Being Human

In Singapore, summer was the only season I knew.

The hot, humid fragment of the year that endowed suffocating heat as I stood impatiently by the train tracks was at one point of my life all I ever knew.

That’s why my first trip to Japan in December 2007 felt so surreal. My feet didn’t recognize the crunch beneath it. My hands didn’t recognize the numb and sporadically painful poke of sparks when it brushed against metal bars. My eyes definitely did not recognize the sight of white. The sight of white fields, white streaks toasting in the glare of the early morning sun, white specks caressing my mum’s eyelashes, white showers.

It was an unfamiliar beauty. Like a cold, distant friend who resisted touch and chose to lock herself in a closet rather than reveal herself to others. It was hard to reach out, but eventually I did for I was most mesmerized with its thorn-like texture.

Later did I know that life was such that adaptation is a most painful, cruel way of throwing away your 5 senses and living blank minded. The move to Shanghai slowly got me indifferent to the cool weather and soon the hour long bus ride to and fro from school became a waste of time.

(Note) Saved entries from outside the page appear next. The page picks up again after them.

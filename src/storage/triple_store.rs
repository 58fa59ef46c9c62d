//! In-memory triple store with subject, predicate and object indexes.
//!
//! Statements are dictionary-encoded into `[u32; 3]` keys. The full statement set
//! and each of the three position indexes always hold exactly the same keys.

use std::collections::{BTreeSet, HashMap, HashSet};

use crate::core::{Iri, Statement, Term};
use crate::storage::indexing::dictionary::Dictionary;

type EncodedTriple = [u32; 3];

const SUBJECT: usize = 0;
const PREDICATE: usize = 1;
const OBJECT: usize = 2;

#[derive(Debug, Default, Clone)]
struct PositionIndex {
    position: usize,
    entries: HashMap<u32, BTreeSet<EncodedTriple>>,
}

impl PositionIndex {
    fn new(position: usize) -> Self {
        Self { position, entries: HashMap::new() }
    }

    fn insert(&mut self, triple: EncodedTriple) {
        self.entries.entry(triple[self.position]).or_default().insert(triple);
    }

    fn remove(&mut self, triple: &EncodedTriple) {
        let key = triple[self.position];
        if let Some(bucket) = self.entries.get_mut(&key) {
            bucket.remove(triple);
            if bucket.is_empty() {
                self.entries.remove(&key);
            }
        }
    }

    fn iter(&self, key: u32) -> impl Iterator<Item = &EncodedTriple> {
        self.entries.get(&key).into_iter().flatten()
    }
}

/// An indexed set of statements. Duplicate insertion is a no-op.
#[derive(Debug, Clone)]
pub struct TripleStore {
    dictionary: Dictionary,
    triples: BTreeSet<EncodedTriple>,
    by_subject: PositionIndex,
    by_predicate: PositionIndex,
    by_object: PositionIndex,
}

impl Default for TripleStore {
    fn default() -> Self {
        Self::new()
    }
}

impl TripleStore {
    pub fn new() -> Self {
        Self {
            dictionary: Dictionary::new(),
            triples: BTreeSet::new(),
            by_subject: PositionIndex::new(SUBJECT),
            by_predicate: PositionIndex::new(PREDICATE),
            by_object: PositionIndex::new(OBJECT),
        }
    }

    /// Adds the triple if absent. Returns `true` when the set changed.
    pub fn insert(&mut self, subject: Iri, predicate: Iri, object: impl Into<Term>) -> bool {
        let triple = [
            self.dictionary.encode(&Term::Iri(subject)),
            self.dictionary.encode(&Term::Iri(predicate)),
            self.dictionary.encode(&object.into()),
        ];
        if !self.triples.insert(triple) {
            return false;
        }
        for id in triple {
            self.dictionary.acquire(id);
        }
        self.by_subject.insert(triple);
        self.by_predicate.insert(triple);
        self.by_object.insert(triple);
        true
    }

    pub fn insert_statement(&mut self, statement: Statement) -> bool {
        self.insert(
            statement.subject().clone(),
            statement.predicate().clone(),
            statement.object().clone(),
        )
    }

    /// Removes the triple if present. Returns `true` when the set changed.
    pub fn remove(&mut self, subject: &Iri, predicate: &Iri, object: &Term) -> bool {
        let Some(triple) = self.encode_existing(subject, predicate, object) else {
            return false;
        };
        if !self.triples.remove(&triple) {
            return false;
        }
        self.by_subject.remove(&triple);
        self.by_predicate.remove(&triple);
        self.by_object.remove(&triple);
        for id in triple {
            self.dictionary.release(id);
        }
        true
    }

    pub fn remove_statement(&mut self, statement: &Statement) -> bool {
        self.remove(statement.subject(), statement.predicate(), statement.object())
    }

    pub fn contains(&self, statement: &Statement) -> bool {
        self.encode_existing(statement.subject(), statement.predicate(), statement.object())
            .is_some_and(|triple| self.triples.contains(&triple))
    }

    pub fn len(&self) -> usize {
        self.triples.len()
    }

    /// Distinct terms still referenced by some statement.
    pub fn term_count(&self) -> usize {
        self.dictionary.len()
    }

    pub fn is_empty(&self) -> bool {
        self.triples.is_empty()
    }

    pub fn iter(&self) -> impl Iterator<Item = Statement> + '_ {
        self.triples.iter().filter_map(|triple| self.decode(triple))
    }

    /// Every statement agreeing with all bound positions; `None` is a wildcard.
    ///
    /// Candidates come from the subject index when the subject is bound, else the
    /// predicate index, else the object index. Only a fully unbound pattern scans.
    pub fn match_pattern<'a>(
        &'a self,
        subject: Option<&Iri>,
        predicate: Option<&Iri>,
        object: Option<&Term>,
    ) -> impl Iterator<Item = Statement> + 'a {
        let pattern = self.encode_pattern(subject, predicate, object);
        let candidates: Box<dyn Iterator<Item = &'a EncodedTriple> + 'a> = match pattern {
            None => Box::new(std::iter::empty()),
            Some([Some(s), _, _]) => Box::new(self.by_subject.iter(s)),
            Some([None, Some(p), _]) => Box::new(self.by_predicate.iter(p)),
            Some([None, None, Some(o)]) => Box::new(self.by_object.iter(o)),
            Some([None, None, None]) => Box::new(self.triples.iter()),
        };
        let pattern = pattern.unwrap_or_default();
        candidates
            .filter(move |triple| {
                pattern.iter().zip(triple.iter()).all(|(bound, id)| bound.map_or(true, |b| b == *id))
            })
            .filter_map(move |triple| self.decode(triple))
    }

    /// Subjects `s` for which `(s, rdf:type, class)` holds.
    pub fn subjects_of_type<'a>(&'a self, class: &Iri) -> impl Iterator<Item = Iri> + 'a {
        let rdf_type = crate::core::vocab::rdf_type();
        let class = Term::Iri(class.clone());
        self.match_pattern(None, Some(&rdf_type), Some(&class))
            .map(|statement| statement.subject().clone())
    }

    /// The object of `(subject, predicate, ?)`.
    ///
    /// When the predicate is multi-valued this returns the first match in index
    /// order; callers needing every value use [`TripleStore::match_pattern`].
    pub fn value_of(&self, subject: &Iri, predicate: &Iri) -> Option<Term> {
        self.match_pattern(Some(subject), Some(predicate), None)
            .next()
            .map(|statement| statement.object().clone())
    }

    fn encode_existing(&self, subject: &Iri, predicate: &Iri, object: &Term) -> Option<EncodedTriple> {
        Some([
            self.dictionary.lookup(&Term::Iri(subject.clone()))?,
            self.dictionary.lookup(&Term::Iri(predicate.clone()))?,
            self.dictionary.lookup(object)?,
        ])
    }

    /// `None` when a bound term was never interned, so nothing can match.
    fn encode_pattern(
        &self,
        subject: Option<&Iri>,
        predicate: Option<&Iri>,
        object: Option<&Term>,
    ) -> Option<[Option<u32>; 3]> {
        let subject = match subject {
            Some(iri) => Some(self.dictionary.lookup(&Term::Iri(iri.clone()))?),
            None => None,
        };
        let predicate = match predicate {
            Some(iri) => Some(self.dictionary.lookup(&Term::Iri(iri.clone()))?),
            None => None,
        };
        let object = match object {
            Some(term) => Some(self.dictionary.lookup(term)?),
            None => None,
        };
        Some([subject, predicate, object])
    }

    fn decode(&self, triple: &EncodedTriple) -> Option<Statement> {
        let subject = self.dictionary.decode(triple[SUBJECT])?.as_iri()?.clone();
        let predicate = self.dictionary.decode(triple[PREDICATE])?.as_iri()?.clone();
        let object = self.dictionary.decode(triple[OBJECT])?.clone();
        Some(Statement::new(subject, predicate, object))
    }

    #[cfg(test)]
    fn indexes_agree(&self) -> bool {
        let collect = |index: &PositionIndex| -> BTreeSet<EncodedTriple> {
            index.entries.values().flatten().copied().collect()
        };
        collect(&self.by_subject) == self.triples
            && collect(&self.by_predicate) == self.triples
            && collect(&self.by_object) == self.triples
    }
}

impl Extend<Statement> for TripleStore {
    fn extend<I: IntoIterator<Item = Statement>>(&mut self, iter: I) {
        for statement in iter {
            self.insert_statement(statement);
        }
    }
}

impl FromIterator<Statement> for TripleStore {
    fn from_iter<I: IntoIterator<Item = Statement>>(iter: I) -> Self {
        let mut store = TripleStore::new();
        store.extend(iter);
        store
    }
}

/// Set equality over statements; dictionary ids and insertion history are ignored.
impl PartialEq for TripleStore {
    fn eq(&self, other: &Self) -> bool {
        self.len() == other.len()
            && self.iter().collect::<HashSet<_>>() == other.iter().collect::<HashSet<_>>()
    }
}

impl Eq for TripleStore {}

Too car sick to read, too tired to memorize the pattern of the roads beyond the window, my bus rides became sleep sessions, an hour self-therapy session to pay off my sleep debt. And that is life sometimes I suppose, getting so caught up in whatever you’re doing you forget that change of heart, that excitement, tingle in your chest and your throat when you go off to a new space. I am afraid that I’ll fall off the edge like that, forget about all the things that make me human. That’s why I write I suppose, that’s why I think twice, feel, breathe my surroundings. And I hope you guys do too.

Have a happy Sunday everyone!

I’m going to try to make everyday special and hold in my groans on Monday.